Thank you in advance,
On Thu, May 10, 2012 at 04:54:17PM -0400, Diego Menéndez wrote:
> Is DSpace able to retrieve possibly large data files directly from tape
> archives? I wonder how the response to the user would be handled if the
> file is not readily available and the user may have to wait until the
> tape be placed in the tape drive. Optionally, is there any extension to
> achieve that? If yes, has anyone experience with that that would like to
I don't believe there is anything in stock DSpace to do this.
There are several layers to this problem:
o You noted the issue of long access delays. I don't recall anything
in the user interface design which would permit the insertion of a
"please wait for retrieval of offline resources" page in the flow.

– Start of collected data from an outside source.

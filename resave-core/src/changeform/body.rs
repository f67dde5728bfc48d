//! Typed change form bodies.

use serde::Serialize;

use crate::cursor::{ByteCursor, ByteSink};
use crate::error::{FormatError, Result};
use crate::ids::RefId;
use crate::registry::IdRegistry;

use super::ChangeFlags;

/// The form-flags block that starts most bodies when
/// [`ChangeFlags::FORM_FLAGS`] is set.
#[derive(Debug, Clone, Copy, PartialEq, Eq, Serialize)]
pub struct FormFlagsHeader {
    pub flags: u32,
    pub unknown: u16,
}

impl FormFlagsHeader {
    pub const BYTE_SIZE: usize = 6;

    fn read_if(c: &mut ByteCursor<'_>, flags: ChangeFlags) -> Result<Option<Self>> {
        if !flags.contains(ChangeFlags::FORM_FLAGS) {
            return Ok(None);
        }
        Ok(Some(Self {
            flags: c.read_u32()?,
            unknown: c.read_u16()?,
        }))
    }

    fn write(&self, out: &mut ByteSink) {
        out.write_u32(self.flags);
        out.write_u16(self.unknown);
    }
}

fn read_ref_id(c: &mut ByteCursor<'_>, registry: &mut IdRegistry) -> Result<RefId> {
    let r = registry.read_ref_id(c)?;
    registry.note_ref_id(r, |u| u.change_form = true);
    Ok(r)
}

fn expect_end(c: &ByteCursor<'_>, total: usize) -> Result<()> {
    if !c.is_empty() {
        return Err(FormatError::Mismatch {
            what: "change form body length",
            expected: total.to_string(),
            found: c.offset().to_string(),
        }
        .into());
    }
    Ok(())
}

/// FLST: an optional list of forms.
#[derive(Debug, Clone, PartialEq, Eq, Serialize)]
pub struct FormListBody {
    pub header: Option<FormFlagsHeader>,
    /// Present when [`ChangeFlags::LIST_CONTENT`] is set.
    pub forms: Option<Vec<RefId>>,
}

impl FormListBody {
    pub fn decode(body: &[u8], flags: ChangeFlags, registry: &mut IdRegistry) -> Result<Self> {
        let mut c = ByteCursor::new(body);
        let header = FormFlagsHeader::read_if(&mut c, flags)?;
        let forms = if flags.contains(ChangeFlags::LIST_CONTENT) {
            let count = c.read_u32()? as usize;
            let mut forms = Vec::with_capacity(count.min(c.remaining() / RefId::BYTE_SIZE));
            for _ in 0..count {
                forms.push(read_ref_id(&mut c, registry)?);
            }
            Some(forms)
        } else {
            None
        };
        expect_end(&c, body.len())?;
        Ok(Self { header, forms })
    }

    fn encode(&self, out: &mut ByteSink) {
        if let Some(h) = &self.header {
            h.write(out);
        }
        if let Some(forms) = &self.forms {
            out.write_u32(forms.len() as u32);
            for f in forms {
                f.write(out);
            }
        }
    }

    fn byte_size(&self) -> usize {
        self.header.map_or(0, |_| FormFlagsHeader::BYTE_SIZE)
            + self
                .forms
                .as_ref()
                .map_or(0, |f| 4 + f.len() * RefId::BYTE_SIZE)
    }
}

#[derive(Debug, Clone, Copy, PartialEq, Eq, Serialize)]
pub struct LeveledEntry {
    pub form: RefId,
    pub level: u16,
    pub count: u16,
    pub chance_none: u8,
}

impl LeveledEntry {
    pub const BYTE_SIZE: usize = RefId::BYTE_SIZE + 5;
}

/// LVLN, LVLI and LVSP: an optional list of leveled entries.
#[derive(Debug, Clone, PartialEq, Eq, Serialize)]
pub struct LeveledListBody {
    pub header: Option<FormFlagsHeader>,
    pub entries: Option<Vec<LeveledEntry>>,
}

impl LeveledListBody {
    pub fn decode(body: &[u8], flags: ChangeFlags, registry: &mut IdRegistry) -> Result<Self> {
        let mut c = ByteCursor::new(body);
        let header = FormFlagsHeader::read_if(&mut c, flags)?;
        let entries = if flags.contains(ChangeFlags::LIST_CONTENT) {
            let count = c.read_u8()? as usize;
            let mut entries = Vec::with_capacity(count);
            for _ in 0..count {
                entries.push(LeveledEntry {
                    form: read_ref_id(&mut c, registry)?,
                    level: c.read_u16()?,
                    count: c.read_u16()?,
                    chance_none: c.read_u8()?,
                });
            }
            Some(entries)
        } else {
            None
        };
        expect_end(&c, body.len())?;
        Ok(Self { header, entries })
    }

    fn encode(&self, out: &mut ByteSink) -> Result<()> {
        if let Some(h) = &self.header {
            h.write(out);
        }
        if let Some(entries) = &self.entries {
            let n = u8::try_from(entries.len()).map_err(|_| FormatError::TooLong {
                what: "leveled list",
                len: entries.len(),
            })?;
            out.write_u8(n);
            for e in entries {
                e.form.write(out);
                out.write_u16(e.level);
                out.write_u16(e.count);
                out.write_u8(e.chance_none);
            }
        }
        Ok(())
    }

    fn byte_size(&self) -> usize {
        self.header.map_or(0, |_| FormFlagsHeader::BYTE_SIZE)
            + self
                .entries
                .as_ref()
                .map_or(0, |e| 1 + e.len() * LeveledEntry::BYTE_SIZE)
    }
}

#[derive(Debug, Clone, PartialEq, Eq, Serialize)]
pub enum FieldValue {
    U16(u16),
    U32(u32),
    Bytes(Vec<u8>),
}

impl FieldValue {
    fn byte_size(&self) -> usize {
        match self {
            FieldValue::U16(_) => 2,
            FieldValue::U32(_) => 4,
            FieldValue::Bytes(b) => b.len(),
        }
    }
}

/// A body of a known type without a dedicated decoder: the form-flags
/// header as named fields, and everything after it as bytes.
#[derive(Debug, Clone, PartialEq, Eq, Serialize)]
pub struct GeneralElement {
    pub fields: Vec<(&'static str, FieldValue)>,
}

impl GeneralElement {
    pub fn decode(body: &[u8], flags: ChangeFlags) -> Result<Self> {
        let mut c = ByteCursor::new(body);
        let mut fields = Vec::new();
        if let Some(h) = FormFlagsHeader::read_if(&mut c, flags)? {
            fields.push(("form flags", FieldValue::U32(h.flags)));
            fields.push(("form flags unknown", FieldValue::U16(h.unknown)));
        }
        fields.push(("data", FieldValue::Bytes(c.read_rest().to_vec())));
        Ok(Self { fields })
    }

    pub fn get(&self, name: &str) -> Option<&FieldValue> {
        self.fields.iter().find(|(n, _)| *n == name).map(|(_, v)| v)
    }

    fn encode(&self, out: &mut ByteSink) {
        for (_, v) in &self.fields {
            match v {
                FieldValue::U16(x) => out.write_u16(*x),
                FieldValue::U32(x) => out.write_u32(*x),
                FieldValue::Bytes(b) => out.write_bytes(b),
            }
        }
    }

    fn byte_size(&self) -> usize {
        self.fields.iter().map(|(_, v)| v.byte_size()).sum()
    }
}

/// A decoded change form body.
#[derive(Debug, Clone, PartialEq, Eq, Serialize)]
pub enum ChangeFormData {
    FormList(FormListBody),
    LeveledList(LeveledListBody),
    General(GeneralElement),
    /// The body could not be decoded; the bytes are kept as they were.
    Opaque { bytes: Vec<u8>, reason: String },
}

impl ChangeFormData {
    pub fn encode(&self) -> Result<Vec<u8>> {
        let mut out = ByteSink::with_capacity(self.byte_size());
        match self {
            ChangeFormData::FormList(b) => b.encode(&mut out),
            ChangeFormData::LeveledList(b) => b.encode(&mut out)?,
            ChangeFormData::General(b) => b.encode(&mut out),
            ChangeFormData::Opaque { bytes, .. } => out.write_bytes(bytes),
        }
        Ok(out.into_inner())
    }

    /// Size of the uncompressed body.
    pub fn byte_size(&self) -> usize {
        match self {
            ChangeFormData::FormList(b) => b.byte_size(),
            ChangeFormData::LeveledList(b) => b.byte_size(),
            ChangeFormData::General(b) => b.byte_size(),
            ChangeFormData::Opaque { bytes, .. } => bytes.len(),
        }
    }

    pub fn is_opaque(&self) -> bool {
        matches!(self, ChangeFormData::Opaque { .. })
    }
}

One might return a status page saying that the request has failed
temporarily because the file is being fetched, and invite the user
to repeat the request after a short wait. One could even send an
email to a registered user when the bitstream is available. (Heh,
extend the EPerson model a little and one could offer to send a TXT
o I would approach the actual storage and retrieval as a new type of
assetstore. It would have to deal with the linearity of tape
storage and possibly the great length of bitstreams' internal
identifiers. You'd probably want a catalog of tape contents stored
in a new database table. It sounds like it would be fun to write.
for the place to begin exploring.
(I just realized that you may be talking about something like a tape
containing a single 'tar' archive or the like, or even several
tapes containing segments of such an archive. I had been thinking
of individual files on ANSI-labelled tapes (which may give you a
clue to my age :-) . Archive container files could be even more fun.)

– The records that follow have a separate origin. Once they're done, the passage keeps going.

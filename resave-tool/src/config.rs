use std::path::Path;

use anyhow::{Context, Result};
use log::LevelFilter;
use resave_core::LoadOptions;
use resave_nls::Encoding;
use serde::{Deserialize, Serialize};

/// Logger configuration. `app_level_filter` applies to the resave crates,
/// `level_filter` to everything else.
#[derive(Serialize, Deserialize, Debug, Clone, PartialEq, Eq)]
pub struct LoggerConfig {
    pub app_level_filter: LevelFilter,
    pub level_filter: LevelFilter,
}

impl Default for LoggerConfig {
    fn default() -> Self {
        Self { app_level_filter: LevelFilter::Info, level_filter: LevelFilter::Warn }
    }
}

impl LoggerConfig {
    /// Install `env_logger` with these filters. `RUST_LOG` still overrides them.
    pub fn init(&self) {
        env_logger::Builder::new()
            .filter_level(self.level_filter)
            .filter_module("resave_core", self.app_level_filter)
            .filter_module("resave", self.app_level_filter)
            .parse_default_env()
            .init();
    }
}

/// Contents of `resave.toml`.
#[derive(Serialize, Deserialize, Debug, Clone, Default, PartialEq, Eq)]
#[serde(default)]
pub struct ToolConfig {
    pub logger: LoggerConfig,
    pub load: LoadOptions,
}

impl ToolConfig {
    pub fn read(path: impl AsRef<Path>) -> Result<Self> {
        let path = path.as_ref();
        let text = std::fs::read_to_string(path)
            .with_context(|| format!("reading config {}", path.display()))?;
        let config = toml::from_str(&text).with_context(|| format!("parsing config {}", path.display()))?;
        Ok(config)
    }

    /// `path` if given, else `resave.toml` in the working directory if it
    /// exists, else the defaults.
    pub fn read_or_default(path: Option<&Path>) -> Result<Self> {
        match path {
            Some(path) => Self::read(path),
            None => {
                let local = Path::new("resave.toml");
                if local.exists() {
                    Self::read(local)
                } else {
                    Ok(Self::default())
                }
            }
        }
    }
}

/// Applies command-line overrides on top of a [`ToolConfig`].
pub struct ToolConfigBuilder {
    config: ToolConfig,
}

impl ToolConfigBuilder {
    pub fn from_config(config: ToolConfig) -> Self {
        Self { config }
    }

    pub fn with_encoding(mut self, encoding: Encoding) -> Self {
        self.config.load.encoding = encoding;
        self
    }

    pub fn with_decode_papyrus(mut self, decode: bool) -> Self {
        self.config.load.decode_papyrus = decode;
        self
    }

    pub fn with_verbose(mut self, verbose: bool) -> Self {
        if verbose {
            self.config.logger.app_level_filter = LevelFilter::Debug;
        }
        self
    }

    /// Retrieves the configuration built
    pub fn get(self) -> ToolConfig {
        self.config
    }
}

#[cfg(test)]
mod tests {
    use super::*;
    use pretty_assertions::assert_eq;

    #[test]
    fn partial_file_keeps_defaults() {
        let config: ToolConfig = toml::from_str(
            r#"
            [logger]
            app_level_filter = "TRACE"
            level_filter = "ERROR"

            [load]
            encoding = "windows1251"
            "#,
        )
        .unwrap();
        assert_eq!(config.logger.app_level_filter, LevelFilter::Trace);
        assert_eq!(config.load.encoding, Encoding::Windows1251);
        assert!(config.load.decode_papyrus);
        assert_eq!(config.load.parallel_threshold, LoadOptions::default().parallel_threshold);
    }

    #[test]
    fn builder_overrides() {
        let config = ToolConfigBuilder::from_config(ToolConfig::default())
            .with_encoding(Encoding::Utf8)
            .with_decode_papyrus(false)
            .with_verbose(true)
            .get();
        assert_eq!(config.load.encoding, Encoding::Utf8);
        assert!(!config.load.decode_papyrus);
        assert_eq!(config.logger.app_level_filter, LevelFilter::Debug);
    }
}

I'd probably want to cache a few recently-retrieved files on disk.
More fun stuff to write.
I wonder whether the cost of developing all that would be less than
the cost of enough disk drives to replace the tapes. Or are these
existing tapes to be registered in the assetstore as-is?
I have heard rumors that someone at IU Bloomington has an assetstore
implemented on an IBM HPSS nearline (tape staged to disk) storage. I
haven't heard any details. The tape robots and staging process are
speedy -- for tape -- but would still require of the user considerable
patience if the required bitstream is not currently cached.
Mark H. Wood, Lead System Programmer mwood@...
Asking whether markets are efficient is like asking whether people are smart.